What to work on: Copy every entry. Do not alter a single word.

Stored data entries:
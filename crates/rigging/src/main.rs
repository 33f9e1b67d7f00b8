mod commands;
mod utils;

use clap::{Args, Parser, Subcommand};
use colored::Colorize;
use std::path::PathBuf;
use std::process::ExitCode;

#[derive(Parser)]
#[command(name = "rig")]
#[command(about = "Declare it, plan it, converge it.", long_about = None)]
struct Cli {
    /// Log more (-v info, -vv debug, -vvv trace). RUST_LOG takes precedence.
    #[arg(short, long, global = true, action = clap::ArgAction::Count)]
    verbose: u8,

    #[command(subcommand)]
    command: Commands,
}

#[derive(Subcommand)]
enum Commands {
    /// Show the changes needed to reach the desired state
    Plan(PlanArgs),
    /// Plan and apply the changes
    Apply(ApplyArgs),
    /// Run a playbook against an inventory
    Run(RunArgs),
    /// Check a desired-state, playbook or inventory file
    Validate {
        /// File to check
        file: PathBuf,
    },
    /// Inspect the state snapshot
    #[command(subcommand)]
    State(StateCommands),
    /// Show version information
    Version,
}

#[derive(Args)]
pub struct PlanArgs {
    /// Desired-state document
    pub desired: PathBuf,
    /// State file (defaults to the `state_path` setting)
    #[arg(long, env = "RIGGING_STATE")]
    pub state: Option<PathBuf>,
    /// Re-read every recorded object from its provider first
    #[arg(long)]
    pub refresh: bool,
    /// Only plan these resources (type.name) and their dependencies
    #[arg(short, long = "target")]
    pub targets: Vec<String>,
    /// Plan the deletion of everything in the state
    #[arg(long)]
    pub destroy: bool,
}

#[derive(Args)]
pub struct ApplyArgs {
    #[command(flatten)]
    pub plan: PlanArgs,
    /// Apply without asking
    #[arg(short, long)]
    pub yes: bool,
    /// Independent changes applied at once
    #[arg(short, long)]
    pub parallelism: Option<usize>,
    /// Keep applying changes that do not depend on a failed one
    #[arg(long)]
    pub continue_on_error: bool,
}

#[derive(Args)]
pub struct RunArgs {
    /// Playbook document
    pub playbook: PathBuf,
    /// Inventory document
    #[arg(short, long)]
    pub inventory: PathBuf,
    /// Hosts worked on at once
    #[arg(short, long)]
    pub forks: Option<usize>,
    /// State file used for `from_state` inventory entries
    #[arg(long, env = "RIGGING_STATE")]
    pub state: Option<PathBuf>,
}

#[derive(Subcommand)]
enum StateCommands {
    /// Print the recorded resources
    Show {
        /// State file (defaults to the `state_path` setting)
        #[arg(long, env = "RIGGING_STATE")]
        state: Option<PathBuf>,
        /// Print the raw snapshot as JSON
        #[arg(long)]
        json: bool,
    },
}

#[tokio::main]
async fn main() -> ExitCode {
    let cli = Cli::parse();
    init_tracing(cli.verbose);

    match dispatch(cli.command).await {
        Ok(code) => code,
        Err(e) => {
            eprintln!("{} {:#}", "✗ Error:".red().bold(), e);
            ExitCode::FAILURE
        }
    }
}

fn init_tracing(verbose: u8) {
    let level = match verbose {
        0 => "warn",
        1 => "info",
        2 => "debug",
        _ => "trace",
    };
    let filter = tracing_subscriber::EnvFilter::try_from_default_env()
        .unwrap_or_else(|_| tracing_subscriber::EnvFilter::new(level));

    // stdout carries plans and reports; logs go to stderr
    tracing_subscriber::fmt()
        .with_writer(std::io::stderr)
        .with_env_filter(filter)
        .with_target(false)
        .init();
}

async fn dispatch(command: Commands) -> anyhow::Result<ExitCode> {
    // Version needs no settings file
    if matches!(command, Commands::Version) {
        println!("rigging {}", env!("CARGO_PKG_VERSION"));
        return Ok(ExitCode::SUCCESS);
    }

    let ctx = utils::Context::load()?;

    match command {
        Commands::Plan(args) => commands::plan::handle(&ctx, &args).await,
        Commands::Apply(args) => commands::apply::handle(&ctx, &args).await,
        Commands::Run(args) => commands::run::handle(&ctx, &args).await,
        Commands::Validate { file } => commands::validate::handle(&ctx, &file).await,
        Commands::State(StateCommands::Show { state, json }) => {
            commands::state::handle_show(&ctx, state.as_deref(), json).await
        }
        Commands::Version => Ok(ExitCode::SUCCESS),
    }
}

Exercise solution:
filename crates/rigging/src/main.rs
repository 33f9e1b67d7f00b8
mod commands;
mod utils;

use clap::{Args, Parser, Subcommand};
use colored::Colorize;
use std::path::PathBuf;
use std::process::ExitCode;

#[derive(Parser)]
#[command(name = "rig")]
#[command(about = "Declare it, plan it, converge it.", long_about = None)]
struct Cli {
    /// Log more (-v info, -vv debug, -vvv trace). RUST_LOG takes precedence.
    #[arg(short, long, global = true, action = clap::ArgAction::Count)]
    verbose: u8,

    #[command(subcommand)]
    command: Commands,
}

#[derive(Subcommand)]
enum Commands {
    /// Show the changes needed to reach the desired state
    Plan(PlanArgs),
    /// Plan and apply the changes
    Apply(ApplyArgs),
    /// Run a playbook against an inventory
    Run(RunArgs),
    /// Check a desired-state, playbook or inventory file
    Validate {
        /// File to check
        file: PathBuf,
    },
    /// Inspect the state snapshot
    #[command(subcommand)]
    State(StateCommands),
    /// Show version information
    Version,
}

#[derive(Args)]
pub struct PlanArgs {
    /// Desired-state document
    pub desired: PathBuf,
    /// State file (defaults to the `state_path` setting)
    #[arg(long, env = "RIGGING_STATE")]
    pub state: Option<PathBuf>,
    /// Re-read every recorded object from its provider first
    #[arg(long)]
    pub refresh: bool,
    /// Only plan these resources (type.name) and their dependencies
    #[arg(short, long = "target")]
    pub targets: Vec<String>,
    /// Plan the deletion of everything in the state
    #[arg(long)]
    pub destroy: bool,
}

#[derive(Args)]
pub struct ApplyArgs {
    #[command(flatten)]
    pub plan: PlanArgs,
    /// Apply without asking
    #[arg(short, long)]
    pub yes: bool,
    /// Independent changes applied at once
    #[arg(short, long)]
    pub parallelism: Option<usize>,
    /// Keep applying changes that do not depend on a failed one
    #[arg(long)]
    pub continue_on_error: bool,
}

#[derive(Args)]
pub struct RunArgs {
    /// Playbook document
    pub playbook: PathBuf,
    /// Inventory document
    #[arg(short, long)]
    pub inventory: PathBuf,
    /// Hosts worked on at once
    #[arg(short, long)]
    pub forks: Option<usize>,
    /// State file used for `from_state` inventory entries
    #[arg(long, env = "RIGGING_STATE")]
    pub state: Option<PathBuf>,
}

#[derive(Subcommand)]
enum StateCommands {
    /// Print the recorded resources
    Show {
        /// State file (defaults to the `state_path` setting)
        #[arg(long, env = "RIGGING_STATE")]
        state: Option<PathBuf>,
        /// Print the raw snapshot as JSON
        #[arg(long)]
        json: bool,
    },
}

#[tokio::main]
async fn main() -> ExitCode {
    let cli = Cli::parse();
    init_tracing(cli.verbose);

    match dispatch(cli.command).await {
        Ok(code) => code,
        Err(e) => {
            eprintln!("{} {:#}", "✗ Error:".red().bold(), e);
            ExitCode::FAILURE
        }
    }
}

fn init_tracing(verbose: u8) {
    let level = match verbose {
        0 => "warn",
        1 => "info",
        2 => "debug",
        _ => "trace",
    };
    let filter = tracing_subscriber::EnvFilter::try_from_default_env()
        .unwrap_or_else(|_| tracing_subscriber::EnvFilter::new(level));

    // stdout carries plans and reports; logs go to stderr
    tracing_subscriber::fmt()
        .with_writer(std::io::stderr)
        .with_env_filter(filter)
        .with_target(false)
        .init();
}

async fn dispatch(command: Commands) -> anyhow::Result<ExitCode> {
    // Version needs no settings file
    if matches!(command, Commands::Version) {
        println!("rigging {}", env!("CARGO_PKG_VERSION"));
        return Ok(ExitCode::SUCCESS);
    }

    let ctx = utils::Context::load()?;

    match command {
        Commands::Plan(args) => commands::plan::handle(&ctx, &args).await,
        Commands::Apply(args) => commands::apply::handle(&ctx, &args).await,
        Commands::Run(args) => commands::run::handle(&ctx, &args).await,
        Commands::Validate { file } => commands::validate::handle(&ctx, &file).await,
        Commands::State(StateCommands::Show { state, json }) => {
            commands::state::handle_show(&ctx, state.as_deref(), json).await
        }
        Commands::Version => Ok(ExitCode::SUCCESS),
    }
}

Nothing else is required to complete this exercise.